Approximate nearest neighbor is a class of algorithms that find the vectors most similar to a query quickly by trading a little accuracy for huge speed gains, making vector search practical at scale.

Approximate nearest neighbor, ANN, is how vector databases search billions of embeddings fast. An exact nearest-neighbor search compares the query against every stored vector, which is accurate but linear in the dataset size and far too slow for large corpora answered in milliseconds. ANN algorithms build an index that lets the system find almost all of the truly closest vectors while examining only a small fraction of the data, accepting that it may occasionally miss a true neighbor in exchange for orders-of-magnitude speedups.

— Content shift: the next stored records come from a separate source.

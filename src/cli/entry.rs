//! Journal entry CLI commands
//!
//! Implements CLI commands for listing, inspecting, checking and creating
//! journal entries.

use chrono::NaiveDate;
use clap::Subcommand;
use std::path::{Path, PathBuf};

use super::AppContext;
use crate::api::decode_draft;
use crate::display::{format_check, format_entry_details, format_entry_list};
use crate::error::{LedgerDeskError, LedgerDeskResult};
use crate::models::{AccountCode, DraftLine, EntryId, JournalEntryDraft, Money};
use crate::services::validation::check_draft;
use crate::services::JournalService;

/// Journal entry subcommands
#[derive(Subcommand)]
pub enum EntryCommands {
    /// List all journal entries
    List,
    /// Show a journal entry with its lines
    Show {
        /// Entry ID (e.g. 12 or JE-12)
        id: String,
    },
    /// Check a journal entry file without submitting it
    Check {
        /// JSON file in the create-request shape
        file: PathBuf,
    },
    /// Create a journal entry
    Create {
        /// Read the entry from a JSON file instead of flags
        #[arg(short, long, conflicts_with_all = ["reference", "description", "lines"])]
        file: Option<PathBuf>,
        /// Entry date (YYYY-MM-DD, defaults to today)
        #[arg(short, long)]
        date: Option<String>,
        /// Reference, e.g. an invoice number
        #[arg(short, long)]
        reference: Option<String>,
        /// Description of the entry
        #[arg(long)]
        description: Option<String>,
        /// Line as CODE:DEBIT:CREDIT[:MEMO], repeatable
        #[arg(short, long = "line", value_name = "LINE")]
        lines: Vec<String>,
    },
}

/// Handle a journal entry command
pub async fn handle_entry_command(ctx: &AppContext, cmd: EntryCommands) -> LedgerDeskResult<()> {
    let settings = &ctx.settings;
    let service = JournalService::new(&ctx.client, &settings.validation);

    match cmd {
        EntryCommands::List => {
            let entries = service.list().await?;
            print!("{}", format_entry_list(&entries, &settings.date_format));
        }

        EntryCommands::Show { id } => {
            let id: EntryId = id
                .parse()
                .map_err(|_| LedgerDeskError::Validation(format!("Invalid entry ID: '{}'", id)))?;
            let entry = service.find(id).await?;
            print!(
                "{}",
                format_entry_details(&entry, &settings.date_format, &settings.currency_code)
            );
        }

        EntryCommands::Check { file } => {
            let draft = read_draft(&file)?;
            let check = check_draft(&draft, &settings.validation);
            print!("{}", format_check(&check, &settings.currency_code));
            if !check.can_create() {
                return Err(LedgerDeskError::Rejected(check.issues));
            }
        }

        EntryCommands::Create {
            file,
            date,
            reference,
            description,
            lines,
        } => {
            let draft = match file {
                Some(path) => read_draft(&path)?,
                None => {
                    let date = match date {
                        Some(d) => parse_date(&d)?,
                        None => chrono::Local::now().date_naive(),
                    };
                    let lines = lines
                        .iter()
                        .map(|spec| parse_line_spec(spec))
                        .collect::<LedgerDeskResult<Vec<_>>>()?;
                    JournalEntryDraft::with_lines(date, lines)
                        .reference(reference.unwrap_or_default())
                        .description(description.unwrap_or_default())
                }
            };

            let entry = service.create(&draft).await?;
            println!(
                "Created journal entry {} ({})",
                entry.display_reference(),
                entry.id
            );
            println!(
                "  Debits: {}  Credits: {}",
                entry.total_debit().format_with_currency(&settings.currency_code),
                entry.total_credit().format_with_currency(&settings.currency_code)
            );
        }
    }

    Ok(())
}

fn read_draft(path: &Path) -> LedgerDeskResult<JournalEntryDraft> {
    let text = std::fs::read_to_string(path)
        .map_err(|e| LedgerDeskError::Io(format!("Failed to read {}: {}", path.display(), e)))?;
    decode_draft(&text)
}

fn parse_date(s: &str) -> LedgerDeskResult<NaiveDate> {
    NaiveDate::parse_from_str(s, "%Y-%m-%d").map_err(|_| {
        LedgerDeskError::Validation(format!("Invalid date format: '{}'. Use YYYY-MM-DD", s))
    })
}

/// Parse `CODE:DEBIT:CREDIT[:MEMO]`; empty amounts mean zero
pub fn parse_line_spec(spec: &str) -> LedgerDeskResult<DraftLine> {
    let invalid = |why: &str| {
        LedgerDeskError::Validation(format!(
            "Invalid line '{}': {}. Use CODE:DEBIT:CREDIT[:MEMO]",
            spec, why
        ))
    };

    let mut parts = spec.splitn(4, ':');
    let code = parts.next().unwrap_or_default().trim();
    let debit = parts.next().ok_or_else(|| invalid("missing debit"))?;
    let credit = parts.next().ok_or_else(|| invalid("missing credit"))?;
    let memo = parts.next().unwrap_or_default().trim();

    let code: i64 = code.parse().map_err(|_| invalid("account code must be a number"))?;
    let amount = |text: &str| -> LedgerDeskResult<Money> {
        let text = text.trim();
        if text.is_empty() {
            return Ok(Money::zero());
        }
        Money::parse(text).map_err(|e| invalid(&e.to_string()))
    };

    Ok(DraftLine {
        account_code: AccountCode::new(code),
        account_name: String::new(),
        debit: amount(debit)?,
        credit: amount(credit)?,
        description: memo.to_string(),
    })
}
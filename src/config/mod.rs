//! Configuration module for ledgerdesk
//!
//! This module provides configuration management including:
//! - Platform path resolution
//! - User settings persistence

pub mod paths;
pub mod settings;

pub use paths::DeskPaths;
pub use settings::Settings;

The dominant approach is HNSW (Hierarchical Navigable Small World), a layered graph you traverse greedily toward the query; other families include IVF (inverted file partitioning) and product quantization, which compresses vectors to shrink memory. Each exposes a recall-versus-speed knob: tune it for more accuracy and you pay in latency and memory, or vice versa. This is the core machinery beneath semantic search and RAG retrieval, and it is what dedicated vector stores like Pinecone, Qdrant, and Weaviate are built around, so an agent calling them through an MCP tool gets fast similarity lookups without managing the index itself.